According to an uneconomic method, calcium hydroxide particles are apparently obtained by drying a lime milk obtained by slaking of CaO with a weight ratio water/lime greater than 2. This uneconomic method, in view of the quantity of water to be evaporated, only permits the preparation of Ca(OH).sub.2 particles of small particle size distribution (particle size distribution mainly less than 10 .mu.m). Furthermore, the reactivity to CO.sub.2 of lime in the form of milk is significant. This slaked lime after drying is in the form of particles mainly showing pores with a diameter of less than 100 .ANG. (hypothesis of a cylindrical pore geometry).
Lastly, from the document PCT/BE 91/00082 a method is known from which the lime is slaked in the presence of particular additives, such as ethylene glycol, . . . .

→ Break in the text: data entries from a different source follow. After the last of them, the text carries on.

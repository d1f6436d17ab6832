//! Canonical request construction for AWS Signature Version 4.
//!
//! The canonical request is the deterministic rendering every signer and
//! verifier must agree on:
//!
//! ```text
//! HTTPRequestMethod\n
//! CanonicalURI\n
//! CanonicalQueryString\n
//! CanonicalHeaders\n\n
//! SignedHeaders\n
//! HashedPayload
//! ```

use std::collections::BTreeMap;

use percent_encoding::{AsciiSet, NON_ALPHANUMERIC, percent_decode_str, utf8_percent_encode};

/// The payload hash value used when the body is not covered by the
/// signature (presigned URLs, streaming uploads).
pub const UNSIGNED_PAYLOAD: &str = "UNSIGNED-PAYLOAD";

/// SHA-256 of the empty payload, used for bodyless methods.
pub const EMPTY_PAYLOAD_SHA256: &str =
    "e3b0c44298fc1c149afbf4c8996fb92427ae41e4649b934ca495991b7852b855";

/// Characters that must be percent-encoded outside the RFC 3986 unreserved
/// set (`A-Z a-z 0-9 - _ . ~`).
const STRICT_ENCODE_SET: &AsciiSet = &NON_ALPHANUMERIC
    .remove(b'-')
    .remove(b'_')
    .remove(b'.')
    .remove(b'~');

/// Build the full canonical request string from its components.
///
/// `headers` supplies the raw header values; only names listed in
/// `signed_headers` participate. The query string must be the raw query as
/// received (it is re-canonicalized here, minus any `X-Amz-Signature`).
#[must_use]
pub fn build_canonical_request(
    method: &str,
    path: &str,
    query: &str,
    headers: &[(&str, &str)],
    signed_headers: &[&str],
    payload_hash: &str,
) -> String {
    let canonical_uri = canonical_uri(path);
    let canonical_query = canonical_query_string(query);
    let canonical_headers = canonical_headers(headers, signed_headers);
    let signed_headers_str = signed_headers_string(signed_headers);

    format!(
        "{method}\n{canonical_uri}\n{canonical_query}\n{canonical_headers}\n\n{signed_headers_str}\n{payload_hash}"
    )
}

/// Canonicalize the URI path: each `/`-separated segment is decoded and
/// re-encoded with the unreserved set, `/` itself is never encoded, and an
/// empty path becomes `/`.
///
/// # Examples
///
/// ```
/// use strata_auth::canonical::canonical_uri;
///
/// assert_eq!(canonical_uri(""), "/");
/// assert_eq!(canonical_uri("/b/hello world"), "/b/hello%20world");
/// assert_eq!(canonical_uri("/b/hello%20world"), "/b/hello%20world");
/// ```
#[must_use]
pub fn canonical_uri(path: &str) -> String {
    if path.is_empty() || path == "/" {
        return "/".to_owned();
    }

    path.split('/')
        .map(|segment| {
            // Decode first so already-encoded input is not double-encoded.
            let decoded = percent_decode_str(segment).decode_utf8_lossy();
            utf8_percent_encode(&decoded, STRICT_ENCODE_SET).to_string()
        })
        .collect::<Vec<_>>()
        .join("/")
}

/// Canonicalize the query string: every parameter except `X-Amz-Signature`
/// is decoded, re-encoded with the unreserved set, and sorted by key then
/// value.
///
/// # Examples
///
/// ```
/// use strata_auth::canonical::canonical_query_string;
///
/// assert_eq!(canonical_query_string(""), "");
/// assert_eq!(canonical_query_string("b=2&a=1"), "a=1&b=2");
/// assert_eq!(canonical_query_string("k=a b"), "k=a%20b");
/// assert_eq!(canonical_query_string("a=1&X-Amz-Signature=ffff"), "a=1");
/// ```
#[must_use]
pub fn canonical_query_string(query: &str) -> String {
    if query.is_empty() {
        return String::new();
    }

    let mut params: Vec<(String, String)> = form_urlencoded::parse(query.as_bytes())
        .filter(|(key, _)| key != "X-Amz-Signature")
        .map(|(key, value)| {
            (
                utf8_percent_encode(&key, STRICT_ENCODE_SET).to_string(),
                utf8_percent_encode(&value, STRICT_ENCODE_SET).to_string(),
            )
        })
        .collect();

    params.sort_unstable();

    params
        .iter()
        .map(|(k, v)| format!("{k}={v}"))
        .collect::<Vec<_>>()
        .join("&")
}

/// Build the canonical headers block for the signed header names.
///
/// Names are lowercased, values trimmed with inner whitespace runs
/// collapsed to a single space, duplicate names joined with commas, and
/// lines ordered by the sorted signed-header list. The trailing newline of
/// the block is added by [`build_canonical_request`].
#[must_use]
pub fn canonical_headers(headers: &[(&str, &str)], signed_headers: &[&str]) -> String {
    let mut header_map: BTreeMap<String, String> = BTreeMap::new();
    for (name, value) in headers {
        let lower_name = name.to_lowercase();
        let trimmed = collapse_whitespace(value.trim());
        header_map
            .entry(lower_name)
            .and_modify(|existing| {
                existing.push(',');
                existing.push_str(&trimmed);
            })
            .or_insert(trimmed);
    }

    let mut sorted_signed: Vec<&str> = signed_headers.to_vec();
    sorted_signed.sort_unstable();

    sorted_signed
        .iter()
        .filter_map(|name| header_map.get(*name).map(|value| format!("{name}:{value}")))
        .collect::<Vec<_>>()
        .join("\n")
}

/// Join the signed header names, sorted, with semicolons.
#[must_use]
pub fn signed_headers_string(signed_headers: &[&str]) -> String {
    let mut sorted: Vec<&str> = signed_headers.to_vec();
    sorted.sort_unstable();
    sorted.join(";")
}

/// Percent-encode a value with the strict unreserved set (for building
/// presigned query strings).
#[must_use]
pub fn uri_encode(input: &str) -> String {
    utf8_percent_encode(input, STRICT_ENCODE_SET).to_string()
}

/// Collapse consecutive whitespace characters to a single space.
fn collapse_whitespace(s: &str) -> String {
    let mut result = String::with_capacity(s.len());
    let mut prev_was_space = false;
    for ch in s.chars() {
        if ch.is_whitespace() {
            if !prev_was_space {
                result.push(' ');
                prev_was_space = true;
            }
        } else {
            result.push(ch);
            prev_was_space = false;
        }
    }
    result
}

The hydrated lime obtained by this method is in the form of particles of uncontrolled particle size distribution, having a residual moisture that is difficult to control capable of leading to problems in use, and having a large specific surface area (greater than 35 m.sup.2 /g). This lime has a pore volume consisting of pores with a diameter ranging from 100 to 400 .ANG., less than 0.06 cm.sup.3 /g (the diameter of the pores being calculated with the hypothesis of a cylindrical geometry, BJH method).
From the document U.S. Pat. No. 2,894,820 methods for the preparation of hydrated lime particles are also known. According to a first method described in this document, quicklime is slaked in such a way as to produce a dry calcium hydroxide, and this dry calcium hydroxide is subjected to a classification. According to another method, quicklime is slaked in such a way as to produce a moist calcium hydroxide, the aforementioned calcium hydroxide is dried and this calcium hydroxide is subjected to a classification. By these methods, according to this document calcium hydroxides are obtained that have BET specific surface areas of less than 25 m.sup.2 /g. From examples 1 and 2 of this document, it appears that the agglomerated particles obtained by this dry method or by the moist method have similar characteristics.
This document in no way specifies the type of quicklime to be used, nor the importance of using a particular moist hydration method, nor the precautions advantageously to be taken at the time of the drying stage of the moist calcium hydroxide, in order to obtain a calcium hydroxide having a nitrogen desorption pore volume consisting of pores with a diameter ranging from 100 to 400 .ANG., calculated according to the BJH method on the hypothesis of a cylindrical pore geometry, greater than 0.06 cm.sup.3 /g.
In the remainder of this description, by pore diameter is understood the diameter calculated according to the BJH method, with the hypothesis of a cylindrical pore geometry.